KASIMPAŞA ÇOCUĞUYUZ!
Ancak, çocukluk döneminde bir hikaye örgüsü olduğunu, yalnızca küçük Tayyip’e değil yan karakterlere da alan açıldığını söylemek gerek. Bu bölümü tek cümle ile özetlemek gerekirse şöyle söylenebilir: “Biz Kasımpaşa çocuğuyuz!” Çünkü bir yandan eski usul kabadayıların merhamet ve fedakârlık örneği olarak gösterildiği öte yandan belinde silah, elinde tespihle kulüp yöneten mafya babalarının ‘Allah Rızası’ için semte hizmet ettiği bir hikaye anlatılan. Bu evren içerisinde küçük Tayyip de hem arkadaşlarına hem de büyüklerine örnek bir karakter olarak kendisine yer buluyor. Sıkıntılı olduğu iddia edilen babasıyla ilişkisine dair bir alan açılıyor ve gayet makul bir baba-oğul ilişkisi gösteriliyor seyirciye. Öte yandan Tayyip’in kendi çevresindeki çocuklar ile mahallenin diğer çocukları arasındaki gerilim sırasındaki tutumlarıyla da onun liderlik vasıflarına vurgu yapılıyor. Ancak, Tayyip’in bu vasıfları nasıl elde ettiğine, neden herkesin ona Reis dediğine, daha 10-11 yaşlarında bu kadar saygı görmeyi gerektirecek hangi meziyetlere sahip olduğuna dair bir bilgi paylaşılmıyor seyirciyle. Hatta bu dönem anlatılırken mahalle perspektifinin daha öne çıkarıldığına, meseleye biraz polisiye/siyaset katarak sınıfsallık vurgusu yapıldığına tanıklık ediyoruz ama bütün bunlar içerisinde Tayyip’in ciddi bir ağırlığı olduğunu söylemek zor.
DİNİ REFERANSLAR AZ
Öte yandan filmde yer almayacağı daha önce ilan edilen ilk fragmanındaki Arapça Ezan okuma sahnesine küçük bir vurgu ile gönderme yapılması ve daha dışında dini ritüellerin mümkün olduğunca az kullanıldığını söylemek gerek. Öte yandan, “Avare”, “Şaka ile Karışık” gibi Sadri Alışık filmleriyle şenlenen sinemalar, kahve sohbetleri, mahalle maçları, imkânsız aşklar, kötü kalpli zenginler/iyi yürekli yoksullar klişesiyle tam bir ‘Eski Türkiye’ dünyası anlatılıyor. Ve belli ki farkında olmadan, bütün derdine tasasına rağmen eski Türkiye’nin iyi olduğu söyleniyor.

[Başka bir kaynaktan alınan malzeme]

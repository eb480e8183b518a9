//! Thin CRUD over the local workspace store. Creation runs the same
//! resolve and validate stages as a one-row import, so a record entered by
//! hand obeys exactly the rules an imported one does.

use crate::backend::store::{delete_record, load_references, save_record};
use crate::config;
use crate::import::error::ExecutionError;
use crate::import::record::{
    BatchDraft, CandidateRecord, CourseDraft, StudentDraft, SubRecord,
};
use crate::import::reference::{resolve, ReferenceIndex};
use crate::import::schema::{EntityKind, ImportMode};
use crate::import::validate::{validate, ResolvedRow};
use crate::ipc::error::{reply, HandlerErr};
use crate::ipc::params::{get_cell_text, get_required_i64, require_db};
use crate::ipc::types::{AppState, Request};
use rusqlite::Connection;
use serde_json::{json, Value};
use tracing::info;

fn query_list(
    conn: &Connection,
    sql: &str,
    map: impl Fn(&rusqlite::Row<'_>) -> rusqlite::Result<Value>,
) -> Result<Vec<Value>, HandlerErr> {
    let mut stmt = conn.prepare(sql).map_err(HandlerErr::query)?;
    stmt.query_map([], |r| map(r))
        .and_then(|it| it.collect::<Result<Vec<_>, _>>())
        .map_err(HandlerErr::query)
}

fn list_courses(conn: &Connection) -> Result<Value, HandlerErr> {
    let subjects = query_list(
        conn,
        "SELECT course_id, id, name, subject_type, te_max, ce_max, pe_max, pw_max
         FROM subjects ORDER BY course_id, sort_order",
        |r| {
            Ok(json!({
                "courseId": r.get::<_, i64>(0)?,
                "id": r.get::<_, i64>(1)?,
                "name": r.get::<_, String>(2)?,
                "subjectType": r.get::<_, String>(3)?,
                "teMax": r.get::<_, Option<f64>>(4)?,
                "ceMax": r.get::<_, Option<f64>>(5)?,
                "peMax": r.get::<_, Option<f64>>(6)?,
                "pwMax": r.get::<_, Option<f64>>(7)?,
            }))
        },
    )?;
    let mut courses = query_list(
        conn,
        "SELECT id, name, short_code, duration_months FROM courses ORDER BY name COLLATE NOCASE",
        |r| {
            Ok(json!({
                "id": r.get::<_, i64>(0)?,
                "name": r.get::<_, String>(1)?,
                "shortCode": r.get::<_, String>(2)?,
                "durationMonths": r.get::<_, i64>(3)?,
                "subjects": [],
            }))
        },
    )?;
    for course in courses.iter_mut() {
        let id = course["id"].clone();
        course["subjects"] = Value::Array(
            subjects
                .iter()
                .filter(|s| s["courseId"] == id)
                .cloned()
                .collect(),
        );
    }
    Ok(json!({ "courses": courses }))
}

fn list_batches(conn: &Connection) -> Result<Value, HandlerErr> {
    let batches = query_list(
        conn,
        "SELECT b.id, b.name, b.start_date, b.duration_months, b.course_id, c.name
         FROM batches b
         JOIN courses c ON c.id = b.course_id
         ORDER BY b.name COLLATE NOCASE",
        |r| {
            Ok(json!({
                "id": r.get::<_, i64>(0)?,
                "name": r.get::<_, String>(1)?,
                "startDate": r.get::<_, String>(2)?,
                "durationMonths": r.get::<_, i64>(3)?,
                "courseId": r.get::<_, i64>(4)?,
                "courseName": r.get::<_, String>(5)?,
            }))
        },
    )?;
    Ok(json!({ "batches": batches }))
}

fn list_students(conn: &Connection) -> Result<Value, HandlerErr> {
    let students = query_list(
        conn,
        "SELECT s.id, s.name, s.email, s.phone, s.birth_date, s.course_id, s.batch_id, b.name
         FROM students s
         LEFT JOIN batches b ON b.id = s.batch_id
         ORDER BY s.name COLLATE NOCASE, s.id",
        |r| {
            Ok(json!({
                "id": r.get::<_, i64>(0)?,
                "name": r.get::<_, String>(1)?,
                "email": r.get::<_, Option<String>>(2)?,
                "phone": r.get::<_, Option<String>>(3)?,
                "birthDate": r.get::<_, Option<String>>(4)?,
                "courseId": r.get::<_, Option<i64>>(5)?,
                "batchId": r.get::<_, Option<i64>>(6)?,
                "batchName": r.get::<_, Option<String>>(7)?,
            }))
        },
    )?;
    Ok(json!({ "students": students }))
}

fn list_results(conn: &Connection) -> Result<Value, HandlerErr> {
    let results = query_list(
        conn,
        "SELECT r.id, r.register_no, r.certificate_no, r.result, r.is_published, r.published_date,
                r.student_id, s.name, r.course_id, r.batch_id,
                (SELECT COUNT(*) FROM result_marks m WHERE m.result_id = r.id)
         FROM results r
         JOIN students s ON s.id = r.student_id
         ORDER BY r.register_no COLLATE NOCASE",
        |r| {
            Ok(json!({
                "id": r.get::<_, i64>(0)?,
                "registerNo": r.get::<_, String>(1)?,
                "certificateNo": r.get::<_, Option<String>>(2)?,
                "result": r.get::<_, String>(3)?,
                "isPublished": r.get::<_, i64>(4)? != 0,
                "publishedDate": r.get::<_, Option<String>>(5)?,
                "studentId": r.get::<_, i64>(6)?,
                "studentName": r.get::<_, String>(7)?,
                "courseId": r.get::<_, i64>(8)?,
                "batchId": r.get::<_, i64>(9)?,
                "markCount": r.get::<_, i64>(10)?,
            }))
        },
    )?;
    Ok(json!({ "results": results }))
}

fn subject_from_params(v: &Value) -> SubRecord {
    SubRecord {
        name: get_cell_text(v, "name"),
        subject_type: get_cell_text(v, "type"),
        te: get_cell_text(v, "teMax"),
        ce: get_cell_text(v, "ceMax"),
        pe: get_cell_text(v, "peMax"),
        pw: get_cell_text(v, "pwMax"),
        subject_id: None,
    }
}

fn draft_from_params(kind: EntityKind, p: &Value) -> Result<CandidateRecord, HandlerErr> {
    Ok(match kind {
        EntityKind::Batch => CandidateRecord::Batch(BatchDraft {
            name: get_cell_text(p, "name"),
            start_date: get_cell_text(p, "startDate"),
            duration_months: get_cell_text(p, "durationMonths"),
            course: get_cell_text(p, "course"),
            ..Default::default()
        }),
        EntityKind::Course => CandidateRecord::Course(CourseDraft {
            name: get_cell_text(p, "name"),
            short_code: get_cell_text(p, "shortCode"),
            duration_months: get_cell_text(p, "durationMonths"),
            subjects: p
                .get("subjects")
                .and_then(|v| v.as_array())
                .map(|items| items.iter().map(subject_from_params).collect())
                .unwrap_or_default(),
            target_id: None,
        }),
        EntityKind::Student => CandidateRecord::Student(StudentDraft {
            name: get_cell_text(p, "name"),
            email: get_cell_text(p, "email"),
            phone: get_cell_text(p, "phone"),
            birth_date: get_cell_text(p, "birthDate"),
            course: get_cell_text(p, "course"),
            batch: get_cell_text(p, "batch"),
            ..Default::default()
        }),
        EntityKind::Result => {
            return Err(HandlerErr::bad_params(
                "results are created through import",
            ))
        }
    })
}

fn execution_err(e: ExecutionError) -> HandlerErr {
    let code = match &e {
        ExecutionError::Conflict(_) => "conflict",
        ExecutionError::NotFound(_) => "not_found",
        _ => "db_insert_failed",
    };
    HandlerErr::new(code, e.to_string())
}

fn create_record(state: &AppState, kind: EntityKind, params: &Value) -> Result<Value, HandlerErr> {
    let conn = require_db(state)?;
    let mut record = draft_from_params(kind, params)?;
    let refs = load_references(conn).map_err(HandlerErr::query)?;
    let index = ReferenceIndex::build(refs);
    let issues = resolve(&mut record, &index);

    let ctx = config::import_settings(conn)
        .validation_context(ImportMode::Create, chrono::Local::now().date_naive());
    let mut checked = validate(vec![ResolvedRow { row: 1, record, issues }], &index, &ctx);
    let Some(row) = checked.pop() else {
        return Err(HandlerErr::new("db_insert_failed", "nothing to save"));
    };
    if !row.is_valid() {
        return Err(HandlerErr::new("validation_failed", row.messages().join("; "))
            .with_details(json!({ "errors": row.errors })));
    }

    let id = save_record(conn, ImportMode::Create, &row.record).map_err(execution_err)?;
    info!(kind = kind.as_str(), id, "record created");
    Ok(json!({ "id": id }))
}

fn remove_record(state: &AppState, kind: EntityKind, params: &Value) -> Result<Value, HandlerErr> {
    let conn = require_db(state)?;
    let id = get_required_i64(params, "id")?;
    delete_record(conn, kind, id).map_err(execution_err)?;
    info!(kind = kind.as_str(), id, "record deleted");
    Ok(json!({ "ok": true }))
}

fn list_records(state: &AppState, kind: EntityKind) -> Result<Value, HandlerErr> {
    let conn = require_db(state)?;
    match kind {
        EntityKind::Course => list_courses(conn),
        EntityKind::Batch => list_batches(conn),
        EntityKind::Student => list_students(conn),
        EntityKind::Result => list_results(conn),
    }
}

pub fn try_handle(state: &mut AppState, req: &Request) -> Option<serde_json::Value> {
    let (collection, action) = req.method.split_once('.')?;
    let kind = match collection {
        "courses" => EntityKind::Course,
        "batches" => EntityKind::Batch,
        "students" => EntityKind::Student,
        "results" => EntityKind::Result,
        _ => return None,
    };
    let result = match (kind, action) {
        (_, "list") => list_records(state, kind),
        (EntityKind::Result, "create") => return None,
        (_, "create") => create_record(state, kind, &req.params),
        (_, "delete") => remove_record(state, kind, &req.params),
        _ => return None,
    };
    Some(reply(&req.id, result))
}
use crate::backend::{Backend, RestBackend, SqliteBackend};
use crate::config::{self, BackendKind, ImportSettings};
use crate::import::events::EventLog;
use crate::import::parser::SourceFormat;
use crate::import::schema::{EntityKind, ImportMode};
use crate::import::session::ImportSession;
use crate::import::validate::RowValidation;
use crate::ipc::error::{reply, HandlerErr};
use crate::ipc::params::{get_optional_str, get_required_str, require_db};
use crate::ipc::types::{AppState, OpenImport, Request};
use serde_json::{json, Value};
use std::path::{Path, PathBuf};
use std::time::Duration;
use tracing::info;
use uuid::Uuid;

fn csv_quote(s: &str) -> String {
    if s.contains(',') || s.contains('"') || s.contains('\n') || s.contains('\r') {
        format!("\"{}\"", s.replace('"', "\"\""))
    } else {
        s.to_string()
    }
}

fn get_kind(params: &Value) -> Result<EntityKind, HandlerErr> {
    let raw = get_required_str(params, "kind")?;
    EntityKind::parse(&raw).ok_or_else(|| {
        HandlerErr::bad_params(format!(
            "kind must be one of: batch, course, student, result (got \"{}\")",
            raw
        ))
    })
}

fn settings(state: &AppState) -> ImportSettings {
    state
        .db
        .as_ref()
        .map(config::import_settings)
        .unwrap_or_default()
}

fn template(state: &AppState, params: &Value) -> Result<Value, HandlerErr> {
    let kind = get_kind(params)?;
    let out_path = PathBuf::from(get_required_str(params, "outPath")?);
    let groups = match params.get("subjectGroups") {
        None | Some(Value::Null) => settings(state).template_subject_groups,
        Some(v) => v
            .as_u64()
            .filter(|n| (1..=20).contains(n))
            .map(|n| n as usize)
            .ok_or_else(|| HandlerErr::bad_params("subjectGroups must be in 1..=20"))?,
    };

    let schema = kind.schema();
    let header = schema.template_header(groups);
    let line = header
        .iter()
        .map(|c| csv_quote(c))
        .collect::<Vec<_>>()
        .join(",");
    std::fs::write(&out_path, format!("{}\n", line)).map_err(|e| {
        HandlerErr::new("io_failed", e.to_string())
            .with_details(json!({ "path": out_path.to_string_lossy() }))
    })?;
    info!(noun = schema.noun, path = %out_path.display(), "template written");
    Ok(json!({
        "path": out_path.to_string_lossy(),
        "kind": schema.kind.as_str(),
        "columns": header,
        "naturalKeys": schema.natural_keys,
    }))
}

fn connect_backend(
    state: &AppState,
    workspace: &Path,
) -> Result<Box<dyn Backend + Send + Sync>, HandlerErr> {
    let conn = require_db(state)?;
    let settings = config::backend_settings(conn);
    let backend: Box<dyn Backend + Send + Sync> = match settings.kind {
        BackendKind::Local => Box::new(
            SqliteBackend::open(workspace)
                .map_err(|e| HandlerErr::new("backend_failed", e.to_string()))?,
        ),
        BackendKind::Rest => Box::new(
            RestBackend::new(&settings.base_url, Duration::from_secs(settings.timeout_secs))
                .map_err(|e| HandlerErr::new("backend_failed", e.to_string()))?,
        ),
    };
    Ok(backend)
}

fn open(state: &mut AppState, params: &Value) -> Result<Value, HandlerErr> {
    require_db(state)?;
    let Some(workspace) = state.workspace.clone() else {
        return Err(HandlerErr::new("no_workspace", "select a workspace first"));
    };
    let kind = get_kind(params)?;
    let mode = match get_optional_str(params, "mode") {
        Some(raw) => ImportMode::parse(&raw)
            .ok_or_else(|| HandlerErr::bad_params("mode must be one of: create, update"))?,
        None => settings(state).default_mode(),
    };

    let backend = connect_backend(state, &workspace)?;
    let id = Uuid::new_v4().to_string();
    let session = ImportSession::open(id.clone(), kind, mode, &*backend)
        .map_err(|e| HandlerErr::new("backend_failed", e.to_string()))?;
    let references = session.index().counts();
    state.imports.insert(id.clone(), OpenImport { session, backend });

    Ok(json!({
        "sessionId": id,
        "kind": kind.as_str(),
        "mode": mode.as_str(),
        "references": references,
    }))
}

fn session_id(params: &Value) -> Result<String, HandlerErr> {
    get_required_str(params, "sessionId")
}

fn closed(id: &str) -> HandlerErr {
    HandlerErr::new(
        "session_closed",
        format!("import session {} is not open", id),
    )
}

fn row_json(row: &RowValidation) -> Value {
    json!({
        "row": row.row,
        "valid": row.is_valid(),
        "label": row.record.label(),
        "record": row.record,
        "errors": row.errors,
    })
}

fn load(state: &mut AppState, params: &Value) -> Result<Value, HandlerErr> {
    let id = session_id(params)?;
    let in_path = get_required_str(params, "inPath")?;
    let format = match get_optional_str(params, "format") {
        Some(raw) => SourceFormat::parse(&raw)
            .ok_or_else(|| HandlerErr::bad_params("format must be csv or xlsx"))?,
        None => SourceFormat::from_path(&in_path).ok_or_else(|| {
            HandlerErr::bad_params("cannot tell the file format from its extension; pass format")
        })?,
    };

    let settings = settings(state);
    let open = state.imports.get_mut(&id).ok_or_else(|| closed(&id))?;
    let bytes = std::fs::read(&in_path).map_err(|e| {
        HandlerErr::new("parse_failed", format!("cannot read {}: {}", in_path, e))
    })?;

    let ctx = settings.validation_context(open.session.mode, chrono::Local::now().date_naive());
    let mut log = EventLog::default();
    let rows = match open.session.load(&bytes, format, &ctx, &mut log) {
        Ok(rows) => rows,
        Err(e) => {
            return Err(HandlerErr::new("parse_failed", e.message)
                .with_details(json!({ "events": log.events })))
        }
    };
    let valid = rows.iter().filter(|r| r.is_valid()).count();

    Ok(json!({
        "sessionId": id,
        "rows": rows.iter().map(row_json).collect::<Vec<_>>(),
        "summary": {
            "total": rows.len(),
            "valid": valid,
            "invalid": rows.len() - valid,
        },
        "events": log.events,
    }))
}

fn execute(state: &mut AppState, params: &Value) -> Result<Value, HandlerErr> {
    let id = session_id(params)?;
    let config = settings(state).executor_config();
    let loaded = state
        .imports
        .get(&id)
        .ok_or_else(|| closed(&id))?
        .session
        .rows()
        .is_some();
    if !loaded {
        return Err(HandlerErr::bad_params("load a file before executing"));
    }
    let OpenImport { session, backend } = state.imports.remove(&id).ok_or_else(|| closed(&id))?;

    let mut log = EventLog::default();
    let outcome = session
        .execute(&*backend, config, &mut log)
        .map_err(|e| HandlerErr::bad_params(e.to_string()))?;
    Ok(json!({
        "sessionId": id,
        "outcome": outcome,
        "events": log.events,
    }))
}

fn close(state: &mut AppState, params: &Value) -> Result<Value, HandlerErr> {
    let id = session_id(params)?;
    let existed = state.imports.remove(&id).is_some();
    if existed {
        info!(session = %id, "import session closed");
    }
    Ok(json!({ "closed": existed }))
}

pub fn try_handle(state: &mut AppState, req: &Request) -> Option<serde_json::Value> {
    let result = match req.method.as_str() {
        "import.template" => template(state, &req.params),
        "import.open" => open(state, &req.params),
        "import.load" => load(state, &req.params),
        "import.execute" => execute(state, &req.params),
        "import.close" => close(state, &req.params),
        _ => return None,
    };
    Some(reply(&req.id, result))
}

60’lı yılları anlatırken Yeşilçam melodramlarının izinden gitmeye çalışan, politik alt metni de olan bir mahalle hikayesi anlatmaya çalışıyor “Reis”. Ama bunu yaparken vasata ulaşabilen bir hikaye ya da sinema estetiği ortaya çıkarmayı başaramıyor. Küçük Tayyip’in ‘Reis’ olduğu günlerin bitip, ‘Beyefendi’ günlerinin başladığı 90’lı yıllardaki bölümlerin kendi içindeki eklektik hali filmi de parçalı hale getiriyor ve bütünlüklü bir iş ortaya çıkmasına engel oluyor. Çocukluk yıllarına dair hikayede Tayyip ve ailesi dışındaki kimi karakterlerin kurgu olması senarist Murat Özdil’in elini biraz rahatlatmış görünüyor. Fakat Erdoğan’ın politikacı dönemine dair bölümde kurguya mesafeli tutum filmi de akamete uğratıyor.
“Reis”, seyircinin ilgisine mazhar olur mu bilinmez. Ama bu kadar olanak, milyon dolarlar, açık siyasi desteğe rağmen bir kez daha vasata bile ulaşamayan bir iş ile karşı karşıya olduğumuz gerçek.
YÖNETMEN: Hüdaverdi Yavuz
OYUNCULAR: Reha Beyoğlu, Özlem Balcı, Orhan Aydın, Volkan Başaran, Ercan Demirel, İsmail Hakkı, Yener Gürsoy
YAPIM: 2017 Türkiye
SÜRE: 117 dk.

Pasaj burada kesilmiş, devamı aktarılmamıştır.